I think it’s I/O Kit you want if you’re in Apple land, here’s an overview of the stack…
https://developer.apple.com/library/archive/documentation/MusicAudio/Conceptual/CoreAudioOverview/WhatisCoreAudio/WhatisCoreAudio.html


#22

Great! I’ll look into the windows some more. I think driver dev is a good place for me. I’ll have to start with JUCE being a beginner but down the line driver development seems most appropriate.


#23

In most multi tasking environments, the abstraction layer between driver and application serves an important role: it allows multiple applications to use the device at the same time (this was a problem on linux for a long time).
If you talk directly to the driver, you will be responsible, that everything else still works (by appearing as driver to them), or you create an exclusive mode, which is not what most users want.

The abstraction layers I remember:

  • OSX: CoreAudio, Soundflower (is CoreAudio, but appears as backend and driver)
  • Windows: Wasapi, DirectX, ASIO, …
  • Linux: OSS, alsa, gstreamer, jack-it…

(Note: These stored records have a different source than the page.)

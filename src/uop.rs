use std::collections::{HashMap, HashSet};
use std::fmt;

use num_enum::TryFromPrimitive;

/// Scalar base types carried by uops and buffers.
#[derive(Debug, Clone, Copy, PartialEq, Eq, Hash, TryFromPrimitive)]
#[repr(u8)]
pub enum DTypeKind {
    Bool = 0,
    Int32 = 1,
    Float32 = 2,
}

/// A scalar or short-vector data type, optionally a pointer to one.
#[derive(Debug, Clone, Copy, PartialEq, Eq, Hash)]
pub struct DType {
    pub kind: DTypeKind,
    /// Vector lane count; 1 for scalars.
    pub count: u8,
    pub ptr: bool,
}

impl DType {
    pub const BOOL: Self = Self::scalar(DTypeKind::Bool);
    pub const INT32: Self = Self::scalar(DTypeKind::Int32);
    pub const FLOAT32: Self = Self::scalar(DTypeKind::Float32);
    pub const FLOAT2: Self = Self::vec(DTypeKind::Float32, 2);
    pub const FLOAT4: Self = Self::vec(DTypeKind::Float32, 4);

    #[must_use]
    pub const fn scalar(kind: DTypeKind) -> Self {
        Self {
            kind,
            count: 1,
            ptr: false,
        }
    }

    #[must_use]
    pub const fn vec(kind: DTypeKind, count: u8) -> Self {
        Self {
            kind,
            count,
            ptr: false,
        }
    }

    /// The pointer type to this type.
    #[must_use]
    pub const fn ptr_to(self) -> Self {
        Self { ptr: true, ..self }
    }

    /// The element type of a vector or pointer.
    #[must_use]
    pub const fn base(self) -> Self {
        Self::scalar(self.kind)
    }

    #[must_use]
    pub const fn is_int(self) -> bool {
        matches!(self.kind, DTypeKind::Int32)
    }
}

impl fmt::Display for DType {
    fn fmt(&self, f: &mut fmt::Formatter<'_>) -> fmt::Result {
        let base = match self.kind {
            DTypeKind::Bool => "bool",
            DTypeKind::Int32 => "int32",
            DTypeKind::Float32 => "float",
        };
        if self.count > 1 {
            write!(f, "{base}{}", self.count)?;
        } else {
            f.write_str(base)?;
        }
        if self.ptr {
            f.write_str("*")?;
        }
        Ok(())
    }
}

/// A scalar constant. `Eq` and `Hash` use the float's bit pattern so the
/// common-subexpression cache can key on it.
#[derive(Debug, Clone, Copy)]
pub enum Val {
    Int(i64),
    Float(f64),
}

impl Val {
    #[must_use]
    pub fn is_zero(self) -> bool {
        match self {
            Self::Int(v) => v == 0,
            Self::Float(v) => v == 0.0,
        }
    }

    #[must_use]
    pub fn is_one(self) -> bool {
        match self {
            Self::Int(v) => v == 1,
            Self::Float(v) => v == 1.0,
        }
    }

    #[must_use]
    pub fn neg(self) -> Self {
        match self {
            Self::Int(v) => Self::Int(-v),
            Self::Float(v) => Self::Float(-v),
        }
    }
}

impl PartialEq for Val {
    fn eq(&self, other: &Self) -> bool {
        match (self, other) {
            (Self::Int(a), Self::Int(b)) => a == b,
            (Self::Float(a), Self::Float(b)) => a.to_bits() == b.to_bits(),
            _ => false,
        }
    }
}

impl Eq for Val {}

impl std::hash::Hash for Val {
    fn hash<H: std::hash::Hasher>(&self, state: &mut H) {
        match self {
            Self::Int(v) => {
                state.write_u8(0);
                v.hash(state);
            }
            Self::Float(v) => {
                state.write_u8(1);
                v.to_bits().hash(state);
            }
        }
    }
}

impl fmt::Display for Val {
    fn fmt(&self, f: &mut fmt::Formatter<'_>) -> fmt::Result {
        match self {
            Self::Int(v) => write!(f, "{v}"),
            Self::Float(v) => write!(f, "{v:?}"),
        }
    }
}

/// Uop opcodes. The numbering is stable so downstream encoders can rely
/// on it.
#[derive(Debug, Clone, Copy, PartialEq, Eq, Hash, TryFromPrimitive)]
#[repr(u8)]
pub enum UOpKind {
    Loop = 0,
    If,
    End,
    Special,
    DefineGlobal,
    DefineLocal,
    DefineAcc,
    Load,
    Store,
    Const,
    Barrier,
    Alu,
    Wmma,
    Cast,
    Gep,
}

impl UOpKind {
    /// Opcodes that model control flow or stateful effects; these are
    /// never deduplicated.
    #[must_use]
    pub fn cachable(self) -> bool {
        !matches!(
            self,
            Self::Loop | Self::If | Self::End | Self::DefineAcc | Self::Barrier
        )
    }

    /// Opcodes kept alive by the dead-code pass even without consumers.
    #[must_use]
    pub fn has_side_effect(self) -> bool {
        matches!(
            self,
            Self::Store | Self::Wmma | Self::End | Self::Barrier | Self::DefineGlobal
        )
    }
}

/// Operator tags carried by `ALU` uops. Stable numbering, as with
/// [`UOpKind`].
#[derive(Debug, Clone, Copy, PartialEq, Eq, Hash, TryFromPrimitive)]
#[repr(u8)]
pub enum AluOp {
    Neg = 0,
    Exp2,
    Log2,
    Sin,
    Sqrt,
    Add,
    Sub,
    Mul,
    Div,
    Mod,
    Max,
    CmpLt,
    MulAcc,
    Where,
}

/// Hardware matrix-multiply targets expanded by a device backend.
#[derive(Debug, Clone, Copy, PartialEq, Eq, Hash)]
pub enum WmmaTarget {
    Metal,
    Hip,
}

impl fmt::Display for WmmaTarget {
    fn fmt(&self, f: &mut fmt::Formatter<'_>) -> fmt::Result {
        f.write_str(match self {
            Self::Metal => "METAL",
            Self::Hip => "HIP",
        })
    }
}

/// Per-kind uop payload.
#[derive(Debug, Clone, PartialEq, Eq, Hash)]
pub enum Arg {
    None,
    /// `(dimension index, axis name, size)` of a hardware-provided index
    Special {
        dim: u8,
        name: String,
        size: u32,
    },
    DefineGlobal {
        name: String,
        dtype: DType,
    },
    DefineLocal {
        name: String,
        count: u32,
    },
    /// Accumulator initial value
    Acc(Val),
    Const(Val),
    Alu(AluOp),
    Wmma(WmmaTarget),
    /// Vector lane selected by a `GEP`
    Lane(u8),
}

/// Identifies a uop in its graph. Ids are assigned in insertion order and
/// stay sparse after dead-code elimination.
#[derive(Debug, Clone, Copy, PartialEq, Eq, Hash, PartialOrd, Ord)]
pub struct UOpId(u32);

impl UOpId {
    #[inline]
    #[must_use]
    pub fn id(self) -> u32 {
        self.0
    }
}

/// A single micro-operation. Identity is the `id`; the operand list refers
/// to earlier uops in the same graph.
#[derive(Debug, Clone)]
pub struct UOp {
    pub id: UOpId,
    pub op: UOpKind,
    pub dtype: Option<DType>,
    pub operands: Vec<UOpId>,
    pub arg: Arg,
}

impl fmt::Display for UOp {
    fn fmt(&self, f: &mut fmt::Formatter<'_>) -> fmt::Result {
        let dtype = self.dtype.map(|d| d.to_string()).unwrap_or_default();
        let operands: Vec<u32> = self.operands.iter().map(|x| x.id()).collect();
        write!(
            f,
            "{:4} {:16} {:10} {:24} {:?}",
            self.id.id(),
            format!("{:?}", self.op),
            dtype,
            format!("{operands:?}"),
            self.arg
        )
    }
}

type CacheKey = (UOpKind, Option<DType>, Vec<UOpId>, Arg);

/// An append-only sequence of uops with deduplicating insertion and
/// peephole rewrites. Relative order of retained uops is the emission
/// order; downstream codegen relies on it.
#[derive(Debug, Default)]
pub struct UOpGraph {
    uops: Vec<UOp>,
    cache: HashMap<CacheKey, UOpId>,
    next_id: u32,
}

impl UOpGraph {
    #[must_use]
    pub fn new() -> Self {
        Self::default()
    }

    #[must_use]
    pub fn len(&self) -> usize {
        self.uops.len()
    }

    #[must_use]
    pub fn is_empty(&self) -> bool {
        self.uops.is_empty()
    }

    #[must_use]
    pub fn uops(&self) -> &[UOp] {
        &self.uops
    }

    /// Look up a uop by id. Ids stay sorted even after the dead-code pass,
    /// so this stays cheap on sparse graphs.
    #[must_use]
    pub fn get(&self, id: UOpId) -> &UOp {
        let idx = self
            .uops
            .binary_search_by_key(&id, |u| u.id)
            .unwrap_or_else(|_| panic!("dangling uop id {}", id.id()));
        &self.uops[idx]
    }

    /// Emit (or reuse) a `CONST`.
    pub fn const_val(&mut self, value: Val, dtype: DType) -> UOpId {
        self.emit(UOpKind::Const, Some(dtype), vec![], Arg::Const(value), true)
    }

    /// Append a uop, applying the insertion-time rewrites in order. A
    /// rewrite that fires re-enters from the top. When `cachable`, an
    /// identical `(op, dtype, operands, arg)` returns the existing id.
    pub fn emit(
        &mut self,
        op: UOpKind,
        dtype: Option<DType>,
        operands: Vec<UOpId>,
        arg: Arg,
        cachable: bool,
    ) -> UOpId {
        // control flow and stateful effects are never deduplicated
        let cachable = cachable && op.cachable();
        // self-store is a no-op
        if op == UOpKind::Store && operands.len() == 2 && operands[0] == operands[1] {
            return operands[0];
        }
        // CAST over GEPs that recompose the full source vector in order
        if op == UOpKind::Cast && !operands.is_empty() {
            let geps: Vec<&UOp> = operands.iter().map(|&x| self.get(x)).collect();
            if geps.iter().all(|u| u.op == UOpKind::Gep) {
                let src = geps[0].operands[0];
                let in_order = geps
                    .iter()
                    .enumerate()
                    .all(|(i, u)| u.operands[0] == src && u.arg == Arg::Lane(i as u8));
                let full_width = self.get(src).dtype.map(|d| d.count as usize) == Some(geps.len());
                if in_order && full_width {
                    return src;
                }
            }
        }
        // GEP of a constant selects the same constant
        if op == UOpKind::Gep {
            if let Arg::Const(c) = self.get(operands[0]).arg {
                let dt = dtype.unwrap_or(DType::FLOAT32);
                return self.const_val(c, dt);
            }
        }
        if op == UOpKind::Alu {
            if arg == Arg::Alu(AluOp::Neg) {
                if let Arg::Const(c) = self.get(operands[0]).arg {
                    let dt = dtype.unwrap_or(DType::FLOAT32);
                    return self.const_val(c.neg(), dt);
                }
            }
            if operands.len() == 2 {
                // a + (-b) becomes a - b; the NEG stays behind for the
                // dead-code pass
                if arg == Arg::Alu(AluOp::Add) {
                    let rhs = self.get(operands[1]);
                    if rhs.op == UOpKind::Alu && rhs.arg == Arg::Alu(AluOp::Neg) {
                        let new_operands = vec![operands[0], rhs.operands[0]];
                        return self.emit(op, dtype, new_operands, Arg::Alu(AluOp::Sub), cachable);
                    }
                }
                // zero and identity folds, either side of the commutative ops
                for x in 0..2 {
                    if let Arg::Const(c) = self.get(operands[x]).arg {
                        if arg == Arg::Alu(AluOp::Add) && c.is_zero() {
                            return operands[1 - x];
                        }
                        if arg == Arg::Alu(AluOp::Mul) && c.is_one() {
                            return operands[1 - x];
                        }
                        if arg == Arg::Alu(AluOp::Mul) && c.is_zero() {
                            return operands[x];
                        }
                    }
                }
                if let Arg::Const(c) = self.get(operands[1]).arg {
                    if arg == Arg::Alu(AluOp::Sub) && c.is_zero() {
                        return operands[0];
                    }
                    if arg == Arg::Alu(AluOp::Div) && c.is_one() {
                        return operands[0];
                    }
                }
            }
        }
        let key = (op, dtype, operands, arg);
        if cachable {
            if let Some(&id) = self.cache.get(&key) {
                return id;
            }
        }
        let (op, dtype, operands, arg) = key;
        let id = UOpId(self.next_id);
        self.next_id += 1;
        let uop = UOp {
            id,
            op,
            dtype,
            operands,
            arg,
        };
        log::trace!("{uop}");
        if cachable {
            self.cache.insert(
                (uop.op, uop.dtype, uop.operands.clone(), uop.arg.clone()),
                id,
            );
        }
        self.uops.push(uop);
        id
    }

    /// Drop every uop that is neither referenced by a retained uop nor a
    /// side effect, repeating until a fixpoint. Ids are not renumbered.
    pub fn eliminate_dead(&mut self) {
        loop {
            let mut has_child: HashSet<UOpId> = HashSet::with_capacity(self.uops.len());
            for u in &self.uops {
                for &v in &u.operands {
                    has_child.insert(v);
                }
            }
            let before = self.uops.len();
            self.uops
                .retain(|u| has_child.contains(&u.id) || u.op.has_side_effect());
            if self.uops.len() == before {
                break;
            }
            log::debug!("reduced uop count from {} to {}", before, self.uops.len());
        }
        if cfg!(debug_assertions) {
            let live: HashSet<UOpId> = self.uops.iter().map(|u| u.id).collect();
            for u in &self.uops {
                for v in &u.operands {
                    debug_assert!(live.contains(v), "dangling operand {} in {}", v.id(), u);
                }
            }
        }
        self.cache.clear();
    }
}

impl<'a> IntoIterator for &'a UOpGraph {
    type Item = &'a UOp;
    type IntoIter = std::slice::Iter<'a, UOp>;
    fn into_iter(self) -> Self::IntoIter {
        self.uops.iter()
    }
}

I am not sure, if pushing further down on software abstraction layers bring you the benefit that you are hoping for, but that’s just my opinion.


#24

It does look interesting TBH, good luck - Less competition for the rest of us! :sunny: days


#25

So basically JUCE exists for a reason. I’m most worried about dependcy issues with using JUCE over some other abstraction. I figure if I can do my processing closer to the lower level I’ll have something built from the ground up.


#26

Nothing in JUCE stops you from doing your lowest level DSP code even as plain C functions, if you so wish. That would be compatible with pretty much any platform or other framework out there. (Even assembler should be possible but I don’t have any experience with that.)